Toute la communauté iranienne de Paris s’est retrouvée ce samedi 12 janvier dans la grande salle du centre de l’Unesco. Le grand Mohamed Reza SHAJARIAN, la Voix iranienne, y offrait un concert unique. Il est considéré en Iran comme un trésor national. La chaleur vibrante de sa voix, son coffre et son ampleur font de lui le maître incontesté de la poésie persane chantée. La salle entière lui était déjà acquise avant son entrée, qui fut saluée par une standing ovation. Accompagné de trois musiciens (tar et kamâncheh, sortes de vièle et un oud, aussi appelé barbât, qui est une sorte de luth) et de son fils au percu et au chant, ils ont alterné des poèmes de Malawi et Saa’di. Le concert s’est terminé par un vieux chant politique, une complainte d’un prisonnier politique au fin fond de sa cellule. Ce chant, écrit à l’époque du Shah, est malheureusement resté d’actualité après la révolution islamique.
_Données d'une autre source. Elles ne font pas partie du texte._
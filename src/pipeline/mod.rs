//! Scrape pipeline: task expansion, the bounded worker pool and the
//! per-task execution body.

pub mod expander;
pub mod orchestrator;
pub mod outcome;
pub mod worker;

use serde::{Deserialize, Serialize};

pub use expander::{expand, expand_available};
pub use orchestrator::Orchestrator;
pub use outcome::{TaskOutcome, TaskReport, OUTCOME_SEPARATOR};

use crate::models::{MarketplaceId, ProductTarget};

fn default_max_reviews() -> usize {
    20
}

/// One (product, marketplace) unit of work.
///
/// Serialized as a JSON object and handed to the per-task subprocess as
/// a command-line argument; consumed exactly once, never persisted.
#[derive(Debug, Clone, Serialize, Deserialize)]
pub struct ScrapeTask {
    pub product_id: String,
    pub product_name: String,
    #[serde(default)]
    pub category: Option<String>,
    /// Aggregator listing page URL.
    pub url: String,
    #[serde(default)]
    pub collection: Option<String>,
    pub target_site: MarketplaceId,
    #[serde(default = "default_max_reviews")]
    pub max_reviews: usize,
}

impl ScrapeTask {
    pub fn from_target(target: &ProductTarget, site: MarketplaceId, max_reviews: usize) -> Self {
        Self {
            product_id: target.product_id.clone(),
            product_name: target.product_name.clone(),
            category: target.category.clone(),
            url: target.url.clone(),
            collection: Some(target.collection.clone()),
            target_site: site,
            max_reviews,
        }
    }
}

#[cfg(test)]
mod tests {
    use super::*;

    #[test]
    fn task_json_matches_the_subprocess_contract() {
        let target = ProductTarget::new(
            "gunes_kremi",
            "Güneş Kremi 50ml",
            Some("Gunes Kremi"),
            "https://www.akakce.com/x.html",
        );
        let task = ScrapeTask::from_target(&target, MarketplaceId::N11, 20);
        let json = serde_json::to_string(&task).unwrap();

        let value: serde_json::Value = serde_json::from_str(&json).unwrap();
        assert_eq!(value["product_id"], "gunes_kremi");
        assert_eq!(value["target_site"], "n11");
        assert_eq!(value["collection"], "e_ticaret_offers");

        let back: ScrapeTask = serde_json::from_str(&json).unwrap();
        assert_eq!(back.target_site, MarketplaceId::N11);
    }

    #[test]
    fn max_reviews_defaults_when_absent() {
        let raw = r#"{
            "product_id": "p",
            "product_name": "P",
            "url": "https://www.akakce.com/p.html",
            "target_site": "trendyol"
        }"#;
        let task: ScrapeTask = serde_json::from_str(raw).unwrap();
        assert_eq!(task.max_reviews, 20);
    }
}
//! Data models for pricewatch.

mod marketplace;
mod offer;
mod target;

pub use marketplace::MarketplaceId;
pub use offer::{MarketplaceDetail, Offer, OfferKey, RawSellerEntry, ReviewEntry};
pub use target::ProductTarget;
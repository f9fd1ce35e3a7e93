//! Supported marketplace identifiers.

use serde::{Deserialize, Serialize};

/// One of the supported e-commerce marketplaces.
#[derive(Debug, Clone, Copy, PartialEq, Eq, Hash, Serialize, Deserialize)]
#[serde(rename_all = "lowercase")]
pub enum MarketplaceId {
    Hepsiburada,
    Trendyol,
    N11,
    Pttavm,
    Pazarama,
}

impl MarketplaceId {
    /// All marketplaces, in canonical task-expansion order.
    pub fn all() -> &'static [MarketplaceId] {
        &[
            MarketplaceId::Hepsiburada,
            MarketplaceId::Trendyol,
            MarketplaceId::N11,
            MarketplaceId::Pttavm,
            MarketplaceId::Pazarama,
        ]
    }

    pub fn as_str(&self) -> &'static str {
        match self {
            MarketplaceId::Hepsiburada => "hepsiburada",
            MarketplaceId::Trendyol => "trendyol",
            MarketplaceId::N11 => "n11",
            MarketplaceId::Pttavm => "pttavm",
            MarketplaceId::Pazarama => "pazarama",
        }
    }

    /// Domain suffix the redirect resolver waits for.
    pub fn domain(&self) -> &'static str {
        match self {
            MarketplaceId::Hepsiburada => "hepsiburada.com",
            MarketplaceId::Trendyol => "trendyol.com",
            MarketplaceId::N11 => "n11.com",
            MarketplaceId::Pttavm => "pttavm.com",
            MarketplaceId::Pazarama => "pazarama.com",
        }
    }

    /// Whether an aggregator seller row belongs to this marketplace.
    ///
    /// Vendor display names on the aggregator are free text ("Hepsiburada",
    /// "N11 Mağaza", ...), so this matches on keywords in the name and, as
    /// a fallback, on the outbound link.
    pub fn matches_vendor(&self, vendor_name: &str, link: &str) -> bool {
        let vendor = vendor_name.to_lowercase();
        let link = link.to_lowercase();
        match self {
            MarketplaceId::Hepsiburada => {
                vendor.contains("hepsiburada")
                    || (vendor.contains("hepsi") && vendor.contains("burada"))
                    || link.contains("hepsiburada")
            }
            MarketplaceId::Trendyol => vendor.contains("trendyol") || link.contains("trendyol.com"),
            MarketplaceId::N11 => vendor.contains("n11") || link.contains("n11.com"),
            MarketplaceId::Pttavm => {
                vendor.contains("pttavm") || vendor.contains("ptt") || link.contains("pttavm.com")
            }
            MarketplaceId::Pazarama => vendor.contains("pazarama") || link.contains("pazarama.com"),
        }
    }

    pub fn parse(s: &str) -> Option<Self> {
        match s.trim().to_lowercase().as_str() {
            "hepsiburada" => Some(MarketplaceId::Hepsiburada),
            "trendyol" => Some(MarketplaceId::Trendyol),
            "n11" => Some(MarketplaceId::N11),
            "pttavm" => Some(MarketplaceId::Pttavm),
            "pazarama" => Some(MarketplaceId::Pazarama),
            _ => None,
        }
    }
}

impl std::fmt::Display for MarketplaceId {
    fn fmt(&self, f: &mut std::fmt::Formatter<'_>) -> std::fmt::Result {
        f.write_str(self.as_str())
    }
}

impl std::str::FromStr for MarketplaceId {
    type Err = String;

    fn from_str(s: &str) -> Result<Self, Self::Err> {
        Self::parse(s).ok_or_else(|| {
            format!(
                "unknown marketplace '{}'. Valid options: hepsiburada, trendyol, n11, pttavm, pazarama",
                s
            )
        })
    }
}

#[cfg(test)]
mod tests {
    use super::*;

    #[test]
    fn vendor_matching_is_keyword_based() {
        let hb = MarketplaceId::Hepsiburada;
        assert!(hb.matches_vendor("Hepsiburada", ""));
        assert!(hb.matches_vendor("HepsiBurada Mağaza", ""));
        assert!(hb.matches_vendor("Bilinmiyor", "https://www.akakce.com/c/?r=hepsiburada"));
        assert!(!hb.matches_vendor("Trendyol", "https://ty.example"));

        let n11 = MarketplaceId::N11;
        assert!(n11.matches_vendor("N11 Mağaza", ""));
        assert!(!n11.matches_vendor("Pazarama", ""));
    }

    #[test]
    fn serde_roundtrip_uses_lowercase_names() {
        let json = serde_json::to_string(&MarketplaceId::Pttavm).unwrap();
        assert_eq!(json, "\"pttavm\"");
        let back: MarketplaceId = serde_json::from_str("\"trendyol\"").unwrap();
        assert_eq!(back, MarketplaceId::Trendyol);
    }
}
Même un néophyte comme moi, ne comprenant pas la teneur des poèmes chantés, ne pouvait que se laisser rapidement envouter par le charme de ces chants.

 

in english please
All Iranian community in Paris was in the big meeting room of UNESCO last Saturday (12/01). The great Mohamed Reza SHAJARIAN, the Iranian Voice, gave a single concert. Everybody in Iran consider him as a national treasure, as a master of sang middle-aged poetry. All spectators gave him a standing ovation as soon as he went into the room. Three musicians and his son accompanied him (“tar”, “kamâncheh”, kind of XXX and an “oud”, also called “barbat”, which is a kind of lute). He sang old poetry form Malawi and Saa’di. At the end, he sang an old politic song, lament from a political prisoner in Shah’s jail. This song is unfortunately still contemporary, dictator changed but jails stayed. Even one novice like me in this art was quickly captivated by these charmed songs.